Sympathy, it has to be said, was thin on the ground for Independent celebrity deputy Michael Healy-Rae, battling to explain how 3,636 votes he got in a TV reality show originated from Leinster House. Records show that the premium-rate calls could only have been made from phones assigned to TDs and senators or their personal staff.
Deputy Healy-Premium-Rate’s father, Jackie, was a TD at the time.
You can see how people might get suspicious.
“I am being scapegoated,” said Deputy Healy-Premium-Rate yesterday evening.
The Taoiseach entered the fray early yesterday morning.
“It might be funny if it weren’t as serious as it is. Celebrities do go wild. This money should be paid back, full stop.” Good old Enda. No sooner had he said this, than the Leinster House rumour mill cranked into action. Deputy Healy-Premium-Rate was apparently going to conduct a press conference out on the plinth and tell us all to go to hell, he wasn’t about be giving any money back.
The shame of it.
Journalists rang his office for details to be greeted by the pleasing lilting tones of a Kerryman. “Is that Deputy Healy-Rae?” “No. He’s not available at the moment.” “Oh, right. Who’s that?” “This is Jackie.” “Jackie!” “That’s right. Jackie. His son.” It was surreal.
While the Dáil discussed the European economic crisis and the situation in Greece, the media gathered outside, listening to Michael Healy-Rae as he did an interview on the one o’clock news.

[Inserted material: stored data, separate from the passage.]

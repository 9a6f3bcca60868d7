//! Contours produced by the threshold pipeline and their bounding rectangles

use serde::{Deserialize, Serialize};

/// Pixel coordinate, x increasing rightward and y downward
#[derive(Debug, Clone, Copy, PartialEq, Eq, Hash, Serialize, Deserialize)]
#[serde(from = "(i32, i32)", into = "(i32, i32)")]
pub struct Point {
    pub x: i32,
    pub y: i32,
}

impl Point {
    pub const fn new(x: i32, y: i32) -> Self {
        Self { x, y }
    }
}

impl From<(i32, i32)> for Point {
    fn from((x, y): (i32, i32)) -> Self {
        Self { x, y }
    }
}

impl From<Point> for (i32, i32) {
    fn from(p: Point) -> Self {
        (p.x, p.y)
    }
}

/// Boundary of one connected blob, serialized as `[[x, y], ...]`
#[derive(Debug, Clone, PartialEq, Eq, Default, Serialize, Deserialize)]
#[serde(transparent)]
pub struct Contour {
    points: Vec<Point>,
}

impl Contour {
    pub fn new(points: Vec<Point>) -> Self {
        Self { points }
    }

    /// Closed outline of an axis-aligned rectangle whose bounding
    /// rectangle is exactly `(x, y, width, height)`
    pub fn from_rect(x: i32, y: i32, width: i32, height: i32) -> Self {
        let right = x.saturating_add(width.saturating_sub(1).max(0));
        let bottom = y.saturating_add(height.saturating_sub(1).max(0));
        Self::new(vec![
            Point::new(x, y),
            Point::new(right, y),
            Point::new(right, bottom),
            Point::new(x, bottom),
        ])
    }

    pub fn points(&self) -> &[Point] {
        &self.points
    }

    pub fn len(&self) -> usize {
        self.points.len()
    }

    pub fn is_empty(&self) -> bool {
        self.points.is_empty()
    }

    /// Smallest upright rectangle containing every point. Both edges are
    /// inclusive, so a single point has width and height 1. An empty contour
    /// yields the zero rectangle. Extents are 64-bit so contours spanning the
    /// whole `i32` range still measure correctly.
    pub fn bounding_rect(&self) -> BoundingRect {
        let mut iter = self.points.iter();
        let first = match iter.next() {
            Some(p) => *p,
            None => return BoundingRect::default(),
        };

        let (mut min_x, mut min_y, mut max_x, mut max_y) = (first.x, first.y, first.x, first.y);
        for p in iter {
            min_x = min_x.min(p.x);
            min_y = min_y.min(p.y);
            max_x = max_x.max(p.x);
            max_y = max_y.max(p.y);
        }

        BoundingRect {
            x: min_x,
            y: min_y,
            width: i64::from(max_x) - i64::from(min_x) + 1,
            height: i64::from(max_y) - i64::from(min_y) + 1,
        }
    }
}

impl From<Vec<Point>> for Contour {
    fn from(points: Vec<Point>) -> Self {
        Self::new(points)
    }
}

impl FromIterator<Point> for Contour {
    fn from_iter<I: IntoIterator<Item = Point>>(iter: I) -> Self {
        Self::new(iter.into_iter().collect())
    }
}

/// Axis-aligned rectangle in pixel units
#[derive(Debug, Clone, Copy, PartialEq, Eq, Default, Hash, Serialize, Deserialize)]
pub struct BoundingRect {
    pub x: i32,
    pub y: i32,
    pub width: i64,
    pub height: i64,
}

impl BoundingRect {
    pub const fn new(x: i32, y: i32, width: i64, height: i64) -> Self {
        Self {
            x,
            y,
            width,
            height,
        }
    }

    /// Horizontal center, truncating toward zero
    pub fn center_x(&self) -> i64 {
        i64::from(self.x) + self.width / 2
    }

    /// Saturates for rectangles spanning the full coordinate range
    pub fn area(&self) -> i64 {
        self.width.saturating_mul(self.height)
    }
}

Seán O’Rourke was in sparkling form, coming up with a new class of misdemeanour which he termed “incitement to phone”. Finally, the man of the moment arrived, with young Jackie (16) by his side. When building a dynasty, it’s never too young to blood the young fella in the rough and tumble of politics.
Michael wore his trademark cap. Young Jackie has no need of one, with his youthful head of black hair.

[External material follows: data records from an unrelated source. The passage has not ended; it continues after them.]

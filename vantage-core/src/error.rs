use thiserror::Error;

#[derive(Error, Debug)]
pub enum Error {
    #[error("IO error: {0}")]
    Io(#[from] std::io::Error),

    #[error("JSON error: {0}")]
    Json(#[from] serde_json::Error),

    #[error("Configuration error: {0}")]
    Config(String),

    #[error("Bus error: {0}")]
    Bus(String),

    #[error("Vision error: {0}")]
    Vision(String),
}

pub type Result<T> = std::result::Result<T, Error>;
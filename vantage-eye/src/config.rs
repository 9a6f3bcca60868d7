//! Configuration for vantage-eye

use serde::{Deserialize, Serialize};
use std::time::Duration;

/// Vision processing configuration
#[derive(Debug, Clone, PartialEq, Serialize, Deserialize)]
pub struct VisionConfig {
    /// Processing resolution applied to the primary camera (width, height)
    pub resolution: (u32, u32),
    /// Bus table that receives the primary camera's target entries
    pub table_name: String,
    /// Pause after a frame could not be acquired
    pub error_backoff_ms: u64,
    /// Capacity of channel-fed frame pipelines
    pub frame_buffer: usize,
}

impl Default for VisionConfig {
    fn default() -> Self {
        Self {
            resolution: (320, 240),
            table_name: "TestTable".to_string(),
            error_backoff_ms: 100,
            frame_buffer: 30, // ~1 second at 30fps
        }
    }
}

impl VisionConfig {
    /// Validate configuration
    pub fn validate(&self) -> Result<(), String> {
        if self.resolution.0 == 0 || self.resolution.1 == 0 {
            return Err("Resolution must be non-zero".to_string());
        }

        if self.resolution.0 > 7680 || self.resolution.1 > 4320 {
            return Err("Resolution too large (max 8K)".to_string());
        }

        if self.table_name.trim().is_empty() {
            return Err("Table name must not be empty".to_string());
        }

        if self.error_backoff_ms > 10_000 {
            return Err("Error backoff too large (max 10000ms)".to_string());
        }

        if self.frame_buffer == 0 {
            return Err("Frame buffer must be greater than 0".to_string());
        }

        Ok(())
    }

    pub fn error_backoff(&self) -> Duration {
        Duration::from_millis(self.error_backoff_ms)
    }
}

Back in the homeplace of Kilgarvan, Jackie snr was being chased by journalists for comments.
He didn’t want to talk, taking himself and his cap away from the microphone as fast as his big Merc could take him. “Go to Hell!” he told TV3’s Paul Byrne.
His son can’t afford to be so blunt. He has a Dáil seat to look after. Certain standards are required. He read out the letter he had written to the Ceann Comhairle setting out his side of the story.
“I write in response to the relevations [sic] that Oireachtas phones were used for the purpose of raising Funds for People in need. Obviously, raising funds for charity is very worthwhile but should not be done at the taxpayers’ expense . . .” he began.
“I had no hand, act or part in these calls,” he said, which is fair enough, as he was in the wilds of Connemara at the time.
It is possible that whoever was responsible for them also had no hand in the enterprise. Looking at the timing sequences of the calls, they could have been generated by a preset fax or an auto-dialler.
The deputy is of the view that the calls “came from all over the houses of the Oireachtas . . .” Fianna Fáil Senator Ned O’Sullivan from Listowel, got the ball rolling for his countyman by putting on the record that he could have voted for him at least a dozen times.
But that was about it.
However, Michael does not want this story to distract from the pressing national issues of the day. So he is selflessly picking up the tab.
“Every person who made those phone calls, I’m paying for every one of their phone calls now. I’m the only person in Ireland that’s paying for other people’s phone bills.” This is not true. The people of Ireland are paying for Deputy Healy-Rae’s phones, and phone bills, at the moment.
Muddying the waters, he added that he thinks the issue of the use of Oireachtas phones should be investigated.
As for those anonymous deputies and senators who voted for him, “other people did what they did and they should answer for it . . .” Who would they be? “I’m not going to go naming people.” In fairness, the calls cost just over €2,500. But the episode added much to the gaiety of the nation and provided a welcome distraction for a couple of days.
Compare that with €20 million or so spent on the Queen of England and Barack Obama for delivering the feel-good factor.
The bottom line for Deputy Healy Premium-Rate was clear: “Remember, this was a misuse, but it was for charity”.